Go through the entries and copy every one exactly.
*** Opening Records to process ***
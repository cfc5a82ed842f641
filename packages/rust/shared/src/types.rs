//! Record types produced by each pipeline stage.
//!
//! Every stage persists its records as a JSON array with camelCase keys.
//! Records are created once by their owning stage and never mutated after
//! being written; later stages build new values from them.

use serde::{Deserialize, Serialize};

// ---------------------------------------------------------------------------
// BasicRecord
// ---------------------------------------------------------------------------

/// Identity record collected from the listing pages.
///
/// `url` and `image` are mandatory; entries without them are skipped by the
/// listing parser. `url` identifies the record within a run.
#[derive(Debug, Clone, Default, PartialEq, Eq, Serialize, Deserialize)]
pub struct BasicRecord {
    /// Display name.
    #[serde(default, skip_serializing_if = "String::is_empty")]
    pub name: String,
    /// Detail page URL.
    pub url: String,
    /// Avatar image URL.
    pub image: String,
    /// Agency or group the persona belongs to.
    #[serde(default, skip_serializing_if = "String::is_empty")]
    pub affiliation: String,
}

// ---------------------------------------------------------------------------
// DetailRecord
// ---------------------------------------------------------------------------

/// A [`BasicRecord`] extended with the fields scraped from its detail page.
#[derive(Debug, Clone, Default, PartialEq, Eq, Serialize, Deserialize)]
#[serde(rename_all = "camelCase")]
pub struct DetailRecord {
    #[serde(flatten)]
    pub basic: BasicRecord,

    /// YouTube channel id; empty when no channel was found.
    #[serde(default, skip_serializing_if = "String::is_empty")]
    pub youtube: String,

    #[serde(default, skip_serializing_if = "Option::is_none")]
    pub original_name: Option<String>,
    #[serde(default, skip_serializing_if = "Vec::is_empty")]
    pub nicknames: Vec<String>,
    #[serde(default, skip_serializing_if = "Option::is_none")]
    pub birthday: Option<String>,
    #[serde(default, skip_serializing_if = "Option::is_none")]
    pub debut_date: Option<String>,
    #[serde(default, skip_serializing_if = "Option::is_none")]
    pub height: Option<String>,
    #[serde(default, skip_serializing_if = "Option::is_none")]
    pub weight: Option<String>,
    #[serde(default, skip_serializing_if = "Option::is_none")]
    pub zodiac_sign: Option<String>,
    #[serde(default, skip_serializing_if = "Option::is_none")]
    pub group: Option<String>,
    #[serde(default, skip_serializing_if = "Option::is_none")]
    pub language: Option<String>,
    #[serde(default, skip_serializing_if = "Option::is_none")]
    pub gender: Option<String>,
    #[serde(default, skip_serializing_if = "Option::is_none")]
    pub oshi_mark: Option<String>,
    #[serde(default, skip_serializing_if = "Option::is_none")]
    pub status: Option<String>,

    /// Hashtag used for live streams.
    #[serde(default, skip_serializing_if = "Option::is_none")]
    pub stream_tag: Option<String>,
    /// Hashtag used for fan art.
    #[serde(default, skip_serializing_if = "Option::is_none")]
    pub art_tag: Option<String>,
    /// Hashtag used for the fan community.
    #[serde(default, skip_serializing_if = "Option::is_none")]
    pub fan_tag: Option<String>,
    /// Every other hashtag, including duplicates of the three kinds above.
    #[serde(default, skip_serializing_if = "Vec::is_empty")]
    pub other_tags: Vec<String>,

    /// Twitter/X handle.
    #[serde(default, skip_serializing_if = "Option::is_none")]
    pub twitter: Option<String>,
}

impl DetailRecord {
    /// Start a detail record with no scraped fields yet.
    pub fn from_basic(basic: BasicRecord) -> Self {
        Self {
            basic,
            ..Default::default()
        }
    }

    /// The channel join key, or `None` when no channel was found.
    pub fn channel_key(&self) -> Option<&str> {
        if self.youtube.is_empty() {
            None
        } else {
            Some(&self.youtube)
        }
    }
}

// ---------------------------------------------------------------------------
// ChannelMetadata / EnrichedRecord
// ---------------------------------------------------------------------------

/// Channel details attached by the youtube stage.
#[derive(Debug, Clone, PartialEq, Eq, Serialize, Deserialize)]
pub struct ChannelMetadata {
    /// Channel display name.
    #[serde(rename = "youtubeName")]
    pub display_name: String,
    /// High-resolution channel thumbnail URL.
    #[serde(rename = "youtubeThumbnail")]
    pub thumbnail_url: String,
    /// Channel handle (e.g. `@example`).
    #[serde(rename = "youtubeHandle")]
    pub handle: String,
}

/// A [`DetailRecord`] with channel metadata merged on when a match exists.
#[derive(Debug, Clone, PartialEq, Eq, Serialize, Deserialize)]
pub struct EnrichedRecord {
    #[serde(flatten)]
    pub detail: DetailRecord,
    #[serde(flatten)]
    pub channel: Option<ChannelMetadata>,
}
*** Closing Records to process ***
→ Solved exercise
repository cfc5a82ed842f641
filename packages/rust/shared/src/types.rs
//! Record types produced by each pipeline stage.
//!
//! Every stage persists its records as a JSON array with camelCase keys.
//! Records are created once by their owning stage and never mutated after
//! being written; later stages build new values from them.

use serde::{Deserialize, Serialize};

// ---------------------------------------------------------------------------
// BasicRecord
// ---------------------------------------------------------------------------

/// Identity record collected from the listing pages.
///
/// `url` and `image` are mandatory; entries without them are skipped by the
/// listing parser. `url` identifies the record within a run.
#[derive(Debug, Clone, Default, PartialEq, Eq, Serialize, Deserialize)]
pub struct BasicRecord {
    /// Display name.
    #[serde(default, skip_serializing_if = "String::is_empty")]
    pub name: String,
    /// Detail page URL.
    pub url: String,
    /// Avatar image URL.
    pub image: String,
    /// Agency or group the persona belongs to.
    #[serde(default, skip_serializing_if = "String::is_empty")]
    pub affiliation: String,
}

// ---------------------------------------------------------------------------
// DetailRecord
// ---------------------------------------------------------------------------

/// A [`BasicRecord`] extended with the fields scraped from its detail page.
#[derive(Debug, Clone, Default, PartialEq, Eq, Serialize, Deserialize)]
#[serde(rename_all = "camelCase")]
pub struct DetailRecord {
    #[serde(flatten)]
    pub basic: BasicRecord,

    /// YouTube channel id; empty when no channel was found.
    #[serde(default, skip_serializing_if = "String::is_empty")]
    pub youtube: String,

    #[serde(default, skip_serializing_if = "Option::is_none")]
    pub original_name: Option<String>,
    #[serde(default, skip_serializing_if = "Vec::is_empty")]
    pub nicknames: Vec<String>,
    #[serde(default, skip_serializing_if = "Option::is_none")]
    pub birthday: Option<String>,
    #[serde(default, skip_serializing_if = "Option::is_none")]
    pub debut_date: Option<String>,
    #[serde(default, skip_serializing_if = "Option::is_none")]
    pub height: Option<String>,
    #[serde(default, skip_serializing_if = "Option::is_none")]
    pub weight: Option<String>,
    #[serde(default, skip_serializing_if = "Option::is_none")]
    pub zodiac_sign: Option<String>,
    #[serde(default, skip_serializing_if = "Option::is_none")]
    pub group: Option<String>,
    #[serde(default, skip_serializing_if = "Option::is_none")]
    pub language: Option<String>,
    #[serde(default, skip_serializing_if = "Option::is_none")]
    pub gender: Option<String>,
    #[serde(default, skip_serializing_if = "Option::is_none")]
    pub oshi_mark: Option<String>,
    #[serde(default, skip_serializing_if = "Option::is_none")]
    pub status: Option<String>,

    /// Hashtag used for live streams.
    #[serde(default, skip_serializing_if = "Option::is_none")]
    pub stream_tag: Option<String>,
    /// Hashtag used for fan art.
    #[serde(default, skip_serializing_if = "Option::is_none")]
    pub art_tag: Option<String>,
    /// Hashtag used for the fan community.
    #[serde(default, skip_serializing_if = "Option::is_none")]
    pub fan_tag: Option<String>,
    /// Every other hashtag, including duplicates of the three kinds above.
    #[serde(default, skip_serializing_if = "Vec::is_empty")]
    pub other_tags: Vec<String>,

    /// Twitter/X handle.
    #[serde(default, skip_serializing_if = "Option::is_none")]
    pub twitter: Option<String>,
}

impl DetailRecord {
    /// Start a detail record with no scraped fields yet.
    pub fn from_basic(basic: BasicRecord) -> Self {
        Self {
            basic,
            ..Default::default()
        }
    }

    /// The channel join key, or `None` when no channel was found.
    pub fn channel_key(&self) -> Option<&str> {
        if self.youtube.is_empty() {
            None
        } else {
            Some(&self.youtube)
        }
    }
}

// ---------------------------------------------------------------------------
// ChannelMetadata / EnrichedRecord
// ---------------------------------------------------------------------------

/// Channel details attached by the youtube stage.
#[derive(Debug, Clone, PartialEq, Eq, Serialize, Deserialize)]
pub struct ChannelMetadata {
    /// Channel display name.
    #[serde(rename = "youtubeName")]
    pub display_name: String,
    /// High-resolution channel thumbnail URL.
    #[serde(rename = "youtubeThumbnail")]
    pub thumbnail_url: String,
    /// Channel handle (e.g. `@example`).
    #[serde(rename = "youtubeHandle")]
    pub handle: String,
}

/// A [`DetailRecord`] with channel metadata merged on when a match exists.
#[derive(Debug, Clone, PartialEq, Eq, Serialize, Deserialize)]
pub struct EnrichedRecord {
    #[serde(flatten)]
    pub detail: DetailRecord,
    #[serde(flatten)]
    pub channel: Option<ChannelMetadata>,
}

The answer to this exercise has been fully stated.